Case-control studies of patients with CH who developed AML show that mutations in certain genes confer a higher risk of AML development. In the study by Abelson et al, mutations of TP53 and the splicing factor U2AF1 conferred the highest risk of AML development with hazard ratios of 12.5 and 7.9, respectively.¹⁶  This contrasts with hazard ratios for DNMT3A and TET2 of 1.4 and 1.6, respectively. In the study by Desai et al, mutations of TP53 and spliceosome genes (U2AF1, SF3B1, or SRSF2) also conferred a higher risk of AML development, with odds ratios of 47.2 and 7.4, respectively.¹⁷  They also identified IDH1, IDH2, and RUNX1 with PHF6 mutations as high-risk mutations. Remarkably, in this study, all persons with TP53 mutations (n = 21) or IDH1/2 mutations (n = 15) developed AML a median of 5 to 6 years from CH sampling. Due to the case-control nature of this study, caution should be used in extrapolating these data to the general population to conclude that all CH cases with TP53 and IDH1/2 mutations will inevitably undergo malignant transformation. In the Bolton study of CH and the development of tMN in persons receiving prior oncologic therapy, the strongest associations were observed for TP53 and spliceosome gene mutations.¹³  Of note, in this study, CH due to IDH1/2 mutations had only a modest association with tMN development. Taking this analysis 1 step further, Watson et al looked beyond the gene level to assess the impact of specific variants on the development of CH.¹⁸  They identified 20 high-risk variants that had a strong fitness advantage and conferred a higher risk of developing AML (Table 1). Although additional data are needed to confirm these findings, it is likely that incorporating specific gene variants into predictive algorithms will improve our ability to identify persons with CH at highest risk for malignant transformation.

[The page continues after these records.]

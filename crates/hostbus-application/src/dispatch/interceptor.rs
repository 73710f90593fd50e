//! Interceptor chain
//!
//! Interceptors wrap handler execution with cross-cutting behavior. Each
//! one receives the request context and a [`Next`] continuation; it may run
//! logic before and after `next.run(ctx)`, skip the call entirely, or map
//! the result.
//!
//! ```text
//!  dispatch ──► A.intercept ──► B.intercept ──► handler
//!                   ▲                │
//!                   └──── result ◄───┘
//! ```

use super::context::RequestContext;
use super::handler::ErasedHandler;
use async_trait::async_trait;
use hostbus_domain::error::Result;
use std::any::Any;
use std::sync::Arc;

/// Type-erased handler output passed back through the chain
pub type Erased = Box<dyn Any + Send>;

/// Middleware stage wrapping handler execution
#[async_trait]
pub trait Interceptor: Send + Sync {
    /// Run this stage; call `next.run(ctx)` to continue the chain
    async fn intercept(&self, ctx: &RequestContext<'_>, next: Next<'_>) -> Result<Erased>;
}

/// Remainder of the chain after the current interceptor
#[derive(Clone, Copy)]
pub struct Next<'a> {
    interceptors: &'a [Arc<dyn Interceptor>],
    terminal: &'a dyn ErasedHandler,
}

impl<'a> Next<'a> {
    pub(crate) fn new(
        interceptors: &'a [Arc<dyn Interceptor>],
        terminal: &'a dyn ErasedHandler,
    ) -> Self {
        Self {
            interceptors,
            terminal,
        }
    }

    /// Continue with the next interceptor, or the handler when none is left
    pub async fn run(self, ctx: &RequestContext<'_>) -> Result<Erased> {
        match self.interceptors.split_first() {
            Some((current, rest)) => {
                current
                    .intercept(ctx, Next::new(rest, self.terminal))
                    .await
            }
            None => self.terminal.invoke(ctx).await,
        }
    }

    /// Number of interceptors still ahead of the handler
    pub fn remaining(&self) -> usize {
        self.interceptors.len()
    }
}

The size of a hematopoietic clone can be inferred from the VAF, with some caveats such as the presence of homozygous mutations or germline variants. In the study by Jaiswal et al, the hazard ratio for the development of hematologic malignancy increased to nearly 50 for those persons with a VAF of 10% or greater (corresponding to a clone representing 20% of cells in the blood).³  Case-control studies of patients with CH who developed AML also suggested that clone size correlates with leukemic progression for most gene mutations. For example, in the study by Desai et al, multivariate analysis showed that the odds ratio of AML development increased from 2.5 for persons with DNTM3A mutations with a VAF <10% to 4.8 for persons with a VAF ≥10%.¹⁷  However, both studies suggested that the impact of clone size on AML development is reduced for mutations in certain genes, including TP53, U2AF1, and IDH1. Clone size was also predictive of the development of tMN, with the odds ratio for tMN development increasing more than threefold comparing CH with a VAF of 2% to 5% to cases with a VAF >10%.¹³ 

The risk of transformation to AML also correlates with the total number of mutations detected in the CH sample. In the Gibson et al study of tMN development in persons undergoing autologous stem cell transplantation for lymphoma, the presence of >1 CH mutation was associated with a higher risk of tMN than those with only 1 mutation (16.5% vs 4% at 5 years).¹⁰  In the studies by Abelson et al and Desai et al, CH with >1 mutation was associated with a higher risk of AML development.^16,17  In particular, certain combinations of gene mutations, such as DNTM3A plus a spliceosome gene mutation, conferred a high risk of leukemic transformation. Strikingly, in the Zink et al study, the total number of somatic single-nucleotide variants (SNVs) dramatically increased the risk for hematologic malignancy development; the hazard ratio for cases with <180 SNVs was 1.98 vs a hazard ratio of 42.2 for cases with >250 SNVs.⁴  Finally, in the Bolton et al study, the presence of >1 CH mutation conferred an increased risk of tMN development, with a hazard ratio of 1.8.¹³  Of note, in all of these studies, whether the multiple mutations identified in the CH sample are present in the same clone is unknown, but are likely to be relevant.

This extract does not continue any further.